Deutsche Bank Has Plenty of Liquidity Amid Stress, Analysts Sayby
Lender could handle more than two months of stress: Autonomous
Bank had $249 billion in liquidity reserves at end of June
Deutsche Bank AG has plenty of readily available funds even if some clients pull deposits, according to analysts, responding to a drop in the bank’s shares after some hedge funds reduced their exposure.
Deutsche Bank has enough liquidity to handle more than two months of severe stress, including trading clients pulling back, Stuart Graham, an analyst at Autonomous Research LLP wrote in a note Thursday, citing the bank’s filings. Prime brokerage deposits of hedge funds probably only provide 3 percent of the bank’s funding, and the company has access to additional backstops from the European Central Bank, Goldman Sachs Group Inc. analysts led by Jernej Omahen said.
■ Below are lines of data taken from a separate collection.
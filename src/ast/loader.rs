//! Parses Python source with `tree_sitter_python` and lowers the concrete
//! syntax tree into the tagged-variant AST in [`super`].
//!
//! Grounded on the `tree_sitter::Parser` wrapper pattern used throughout the
//! teacher's language frontends (`RustParser` in `parsing/rust.rs`): a
//! struct holding a configured `Parser`, a `.parse(code, None)` call, and a
//! recursive descent over `node.kind()` using `node.children(&mut
//! node.walk())`. Where the teacher builds a flat `Vec<Import>`, this loader
//! lowers the whole tree in one pass since the tracer needs more than
//! imports out of it.

use std::path::{Path, PathBuf};
use std::sync::OnceLock;

use regex::Regex;
use tracing::warn;
use tree_sitter::{Node, Parser};

use crate::ast::{Constant, Expr, Stmt, SubKey, WithItem};
use crate::error::{AnalyzerError, Result};

/// Matches a backslash followed by a character that isn't one of Python's
/// recognized string-escape letters — the class of "invalid escape sequence"
/// `DeprecationWarning`s that `normal` verbosity suppresses (see
/// `logging`'s module docs). These are legal (if discouraged) Python and
/// never the actual cause of a tree-sitter error node, so a parse failure
/// near one of these is still worth a warning; we only use this to avoid
/// warning about the escape sequence itself when it's the only thing that
/// looks off in the source.
static INVALID_ESCAPE: OnceLock<Regex> = OnceLock::new();

fn invalid_escape_pattern() -> &'static Regex {
    INVALID_ESCAPE.get_or_init(|| Regex::new(r#"\\[^\\'"abfnrtv0-7xNuU\n]"#).unwrap())
}

fn has_only_cosmetic_escape_issues(source: &str) -> bool {
    invalid_escape_pattern().is_match(source)
}

/// The lowered form of one source file.
pub struct LoadedFile {
    pub path: PathBuf,
    pub source: String,
    pub body: Vec<Stmt>,
}

/// Wraps a configured `tree_sitter::Parser` for the Python grammar.
pub struct AstLoader {
    parser: Parser,
}

impl AstLoader {
    pub fn new() -> Result<Self> {
        let mut parser = Parser::new();
        parser
            .set_language(&tree_sitter_python::LANGUAGE.into())
            .map_err(|e| AnalyzerError::InternalTraceError {
                reason: format!("failed to load the Python grammar: {e}"),
            })?;
        Ok(Self { parser })
    }

    /// Parse and lower `path`, which must already have been confirmed to lie
    /// under `root` (the safe-root containment check happens in
    /// `cli::discover`, before this is ever called).
    pub fn load(&mut self, path: &Path, root: &Path) -> Result<LoadedFile> {
        enforce_safe_root(path, root)?;

        let bytes = std::fs::read(path).map_err(|source| AnalyzerError::IoError {
            path: path.to_path_buf(),
            source,
        })?;
        let source = String::from_utf8_lossy(&bytes).into_owned();
        self.load_source(path, source)
    }

    /// Parse and lower `source` as if it were `path`. Split out from [`load`]
    /// so the legacy-dialect upgrade path (which reads a rewritten scratch
    /// copy) and tests can supply source text directly.
    pub fn load_source(&mut self, path: &Path, source: String) -> Result<LoadedFile> {
        let tree = self
            .parser
            .parse(&source, None)
            .ok_or_else(|| AnalyzerError::ParseFailure {
                path: path.to_path_buf(),
                reason: "tree-sitter returned no tree".into(),
            })?;

        let root_node = tree.root_node();
        if root_node.has_error() {
            if has_only_cosmetic_escape_issues(&source) {
                warn!(target: "ast_loader", file = %path.display(), "parse tree contains error nodes from non-standard escape sequences; continuing best-effort");
            } else {
                return Err(AnalyzerError::ParseFailure {
                    path: path.to_path_buf(),
                    reason: "parse tree contains error nodes".into(),
                });
            }
        }

        let body = lower_block(root_node, &source);
        Ok(LoadedFile {
            path: path.to_path_buf(),
            source,
            body,
        })
    }
}

pub fn enforce_safe_root(path: &Path, root: &Path) -> Result<()> {
    let canon_root = root.canonicalize().unwrap_or_else(|_| root.to_path_buf());
    let canon_path = path.canonicalize().unwrap_or_else(|_| path.to_path_buf());
    if !canon_path.starts_with(&canon_root) {
        return Err(AnalyzerError::PathEscape {
            path: path.to_path_buf(),
            root: root.to_path_buf(),
        });
    }
    Ok(())
}

fn node_text<'a>(node: Node, src: &'a str) -> &'a str {
    src.get(node.byte_range()).unwrap_or("")
}

fn line_of(node: Node) -> usize {
    node.start_position().row + 1
}

/// Lower the direct (non-nested) statements of a `block`/`module` node.
/// Mirrors Python's flat `node.body` list: control-flow statements become a
/// single `Stmt::Compound` rather than being flattened away, so callers that
/// need *only* the direct statements of a function (the single-`return`
/// heuristic, docstring detection) see exactly what the original AST would
/// give them.
fn lower_block(node: Node, src: &str) -> Vec<Stmt> {
    let mut out = Vec::new();
    let mut cursor = node.walk();
    for child in node.named_children(&mut cursor) {
        if let Some(stmt) = lower_stmt(child, src) {
            out.push(stmt);
        }
    }
    out
}

fn lower_stmt(node: Node, src: &str) -> Option<Stmt> {
    match node.kind() {
        "expression_statement" => {
            let inner = node.named_child(0)?;
            Some(Stmt::ExprStmt(lower_expr(inner, src)))
        }
        "assignment" => lower_assignment(node, src),
        "with_statement" => lower_with(node, src),
        "function_definition" => lower_function_def(node, src, Vec::new()),
        "decorated_definition" => lower_decorated(node, src),
        "import_statement" => Some(Stmt::Compound {
            branches: vec![lower_import_statement(node, src)],
            line: line_of(node),
        }),
        "import_from_statement" => Some(Stmt::Compound {
            branches: vec![lower_import_from_statement(node, src)],
            line: line_of(node),
        }),
        "return_statement" => {
            let value = node.named_child(0).map(|c| lower_expr(c, src));
            Some(Stmt::Return(value, line_of(node)))
        }
        "if_statement" | "for_statement" | "while_statement" | "try_statement"
        | "class_definition" | "elif_clause" | "else_clause" | "except_clause"
        | "finally_clause" | "match_statement" => Some(lower_compound(node, src)),
        _ => None,
    }
}

/// Import statements bind one or more aliases; represent each as its own
/// `Stmt::Import` and wrap the set in a `Compound` branch so `lower_stmt`'s
/// one-statement-in one-statement-out shape still holds.
fn lower_import_statement(node: Node, src: &str) -> Vec<Stmt> {
    let mut out = Vec::new();
    let mut cursor = node.walk();
    for child in node.named_children(&mut cursor) {
        match child.kind() {
            "dotted_name" => {
                let qualified = node_text(child, src).to_string();
                out.push(Stmt::Import {
                    alias: qualified.clone(),
                    qualified,
                    line: line_of(child),
                });
            }
            "aliased_import" => {
                if let (Some(name_node), Some(alias_node)) =
                    (child.named_child(0), child.named_child(1))
                {
                    out.push(Stmt::Import {
                        alias: node_text(alias_node, src).to_string(),
                        qualified: node_text(name_node, src).to_string(),
                        line: line_of(child),
                    });
                }
            }
            _ => {}
        }
    }
    out
}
Amid mounting concern about Deutsche Bank’s ability to withstand pending legal penalties, about 10 hedge funds that do business with the German lender have moved to reduce their financial exposure. The funds, a small subset of the more than 800 clients in the bank’s hedge fund business, have moved part of their listed derivatives holdings to other firms this week, according to an internal bank document seen by Bloomberg News.
“Deutsche has many problems, but liquidity is not one of them,” Graham wrote.
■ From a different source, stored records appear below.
//! Provenance tracing: given an expression passed as the first argument to a
//! deserialization sink, recursively classify where its value came from.
//!
//! This is a near-literal port of `analyzer.py::SinkVisitor.trace_source`.
//! Where the original's open/`os.path.join` handling duplicated the `open`
//! branch under two different conditions that amount to the same check
//! (since `"open"` is itself a registered source), this version keeps a
//! single `open` rule.

use crate::ast::{Constant, Expr, SubKey};
use crate::catalog;
use crate::indexing::{FileIndex, ProjectIndex};
use crate::report::Risk;
use crate::resolve::resolve_function_call;

const MAX_DEPTH: usize = 5;

/// `(initial_source, full_flow_description, risk)`.
pub type Trace = (String, String, Risk);

pub struct TraceCtx<'a> {
    pub tainted_files: &'a std::collections::HashSet<String>,
    pub file_index: &'a FileIndex,
    pub project_index: &'a ProjectIndex,
}

fn unknown() -> Trace {
    ("unknown source".to_string(), "unknown source".to_string(), Risk::Medium)
}

/// Entry point: trace the origin of `expr` (`None` when a sink call was
/// given no arguments).
pub fn trace_source(expr: Option<&Expr>, depth: usize, ctx: &TraceCtx) -> Trace {
    if depth > MAX_DEPTH {
        return (
            "unknown".to_string(),
            "unknown (recursion limit)".to_string(),
            Risk::Medium,
        );
    }
    let Some(expr) = expr else {
        return unknown();
    };

    match expr {
        Expr::Name { name, .. } => trace_name(name, depth, ctx),
        Expr::Call { func, args, keywords, .. } => trace_call(func, args, keywords, depth, ctx),
        Expr::Constant { value, .. } => trace_constant(value),
        Expr::Attribute { .. } => trace_attribute(expr),
        Expr::Subscript { value, key, .. } => trace_subscript(value, key, depth, ctx),
        Expr::BinOpAdd { left, right, .. } => trace_binop_add(left, right, depth, ctx),
        Expr::List { .. } | Expr::Other { .. } => unknown(),
    }
}

fn is_request_files_subscript(expr: &Expr) -> bool {
    matches!(
        expr,
        Expr::Subscript { value, .. }
            if matches!(
                value.as_ref(),
                Expr::Attribute { value, attr, .. }
                    if attr == "files" && matches!(value.as_ref(), Expr::Name { name, .. } if name == "request")
            )
    )
}

fn trace_name(name: &str, depth: usize, ctx: &TraceCtx) -> Trace {
    if ctx.tainted_files.contains(name) {
        let desc = format!("{name} (tainted from file upload)");
        return (desc.clone(), desc, Risk::High);
    }

    if let Some((value, line)) = ctx.file_index.find_assignment(name) {
        if is_request_files_subscript(value) {
            let desc = format!("{name} (direct stream from request.files)");
            return (desc.clone(), desc, Risk::High);
        }
        let (initial, flow, risk) = trace_source(Some(value), depth + 1, ctx);
        let full_flow = format!("{name} (assigned at line {line}) \u{2192} {flow}");
        return (initial, full_flow, risk);
    }

    let desc = format!("{name} (unresolved)");
    (desc.clone(), desc, Risk::Medium)
}

fn trace_call(func: &Expr, args: &[Expr], _keywords: &[(String, Expr)], depth: usize, ctx: &TraceCtx) -> Trace {
    let (func_name, func_info) = resolve_function_call(func, ctx.file_index, ctx.project_index);

    if func_name == "open" {
        let (initial, flow, risk) = trace_source(args.first(), depth + 1, ctx);
        return (initial, format!("open({flow})"), risk);
    }

    if catalog::match_source(&func_name) {
        let desc = format!("{func_name} (call)");
        return (desc.clone(), desc, Risk::High);
    }

    if func_name.ends_with("os.path.join") && !args.is_empty() {
        let mut labels = Vec::new();
        let mut all_safe = true;
        for arg in args {
            let (_, flow, _) = trace_source(Some(arg), depth + 1, ctx);
            if flow.contains("unknown") || flow.contains("input") || flow.contains("tainted") {
                all_safe = false;
            }
            labels.push(flow);
        }
        let joined = format!("os.path.join({})", labels.join(", "));
        let risk = if all_safe { Risk::Low } else { Risk::High };
        return (joined.clone(), joined, risk);
    }

    if let Some(func_info) = func_info {
        if let Some(ret_value) = func_info.single_return_value() {
            return trace_source(Some(ret_value), depth + 1, ctx);
        }
    }

    unknown()
}

fn trace_constant(value: &Constant) -> Trace {
    match value {
        Constant::Str(s) => {
            let lower = s.to_lowercase();
            if lower.contains("pickle") || lower.contains("pkl") {
                (
                    format!("pickle file: '{s}'"),
                    format!("'{s}' (pickle file)"),
                    Risk::High,
                )
            } else {
                (format!("file: '{s}'"), format!("'{s}'"), Risk::Medium)
            }
        }
        Constant::Other => ("constant".to_string(), "constant".to_string(), Risk::Low),
    }
}

/// Mirrors `utils.py::get_attribute_path`: an `Attribute`/`Name` chain
/// lowered to dotted text, or `"unknown"` for anything else at the base.
fn attribute_path(expr: &Expr) -> String {
    match expr {
        Expr::Name { name, .. } => name.clone(),
        Expr::Attribute { value, attr, .. } => format!("{}.{attr}", attribute_path(value)),
        _ => "unknown".to_string(),
    }
}

const HIGH_RISK_ATTRIBUTES: &[&str] = &[
    "request.form",
    "request.args",
    "request.values",
    "request.json",
    "request.data",
    "request.POST",
    "request.GET",
];

fn trace_attribute(expr: &Expr) -> Trace {
    let attr = attribute_path(expr);
    let risk = if HIGH_RISK_ATTRIBUTES.contains(&attr.as_str()) {
        Risk::High
    } else {
        Risk::Low
    };
    let desc = format!("{attr} (attribute)");
    (desc.clone(), desc, risk)
}

fn trace_subscript(value: &Expr, key: &SubKey, depth: usize, ctx: &TraceCtx) -> Trace {
    let (value_initial, value_flow, value_risk) = trace_source(Some(value), depth + 1, ctx);
    let subscript_desc = match key {
        SubKey::Str(s) => format!("['{s}']"),
        SubKey::Name(n) => format!("[{n}]"),
        SubKey::Other => "[...]".to_string(),
    };

    if value_flow.contains("request.form") {
        let desc = format!("request.form{subscript_desc} (HTTP POST form data)");
        return (desc.clone(), desc, Risk::High);
    }
    if value_flow.contains("request.args") {
        let desc = format!("request.args{subscript_desc} (HTTP GET query parameter)");
        return (desc.clone(), desc, Risk::High);
    }
    if value_flow.contains("request.json") {
        let desc = format!("request.json{subscript_desc} (HTTP JSON body)");
        return (desc.clone(), desc, Risk::High);
    }
    if value_flow.contains("request.files") {
        let desc = format!("request.files{subscript_desc} (HTTP file upload)");
        return (desc.clone(), desc, Risk::High);
    }

    (value_initial, format!("{value_flow}{subscript_desc}"), value_risk)
}

fn trace_binop_add(left: &Expr, right: &Expr, depth: usize, ctx: &TraceCtx) -> Trace {
    let (left_initial, left_flow, _) = trace_source(Some(left), depth + 1, ctx);
    let (_, right_flow, _) = trace_source(Some(right), depth + 1, ctx);
    (left_initial, format!("{left_flow} + {right_flow}"), Risk::Low)
}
The Frankfurt-based lender had 223 billion euros ($249 billion) in its liquidity reserves at June 30. The company’s liquidity coverage ratio, which is the amount of cash and easy-to-sell assets divided by an estimate of potential outflows in a 30-day period, was 124 percent, above the minimum 100 percent regulators demand.
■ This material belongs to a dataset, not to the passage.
//! CLI module: argument parsing and file discovery.

pub mod args;
pub mod discover;

pub use args::{Cli, ScanVerbosity};
pub use discover::discover_python_files;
“It is not a matter of available liquidity, at least for now, but of irreversible damage to confidence in the bank,” Miguel Hernandez, Geoffroy de Pellegars and Marco Busin, at BNP Paribas SA wrote in a note to clients. “Past experience shows that customer trust can disappear quickly and, past a certain point, liquidity reserves can be fast depleted.”
Deutsche Bank Chief Executive Officer John Cryan said in a letter to staff on Friday that the lender’s balance sheet is safer than at any point in the past two decades and there is “no basis” for media speculation on clients leaving.
The bank’s shares fell 5.4 percent to 10.28 euros at 10:27 a.m. in Frankfurt. The stock is down more than 54 percent this year.
Many of the analysts differentiated between what they saw as overblown fears about liquidity and legitimate concerns about the bank’s ability to generate capital.
A loss of client revenue has the potential to force the bank to raise capital in a “worse-case scenario,” JPMorgan Chase & Co.’s Kian Abouhossein wrote in a note Friday. Deutsche Bank will probably struggle to meet its 2018 capital targets organically, even if it doesn’t pay a dividend this year or next, Credit Suisse Group AG analysts led by Jon Peace wrote.
Questions about the bank’s capital position have reignited after the U.S. Department of Justice requested $14 billion to settle claims the firm sold fraudulent mortgage-backed securities. Deutsche Bank has said it won’t pay anywhere near that amount, which is quadruple what some analysts had estimated for the fine. Autonomous’s Graham said there may be a silver lining in the latest bout of concern.
“Perversely, a liquidity panic could even strengthen its bargaining hand with the DOJ,” Graham wrote. “Does the DOJ want to run the risk of being branded by European leaders as responsible for inadvertently bringing down the fourth most systemic bank in the world? Logically not.”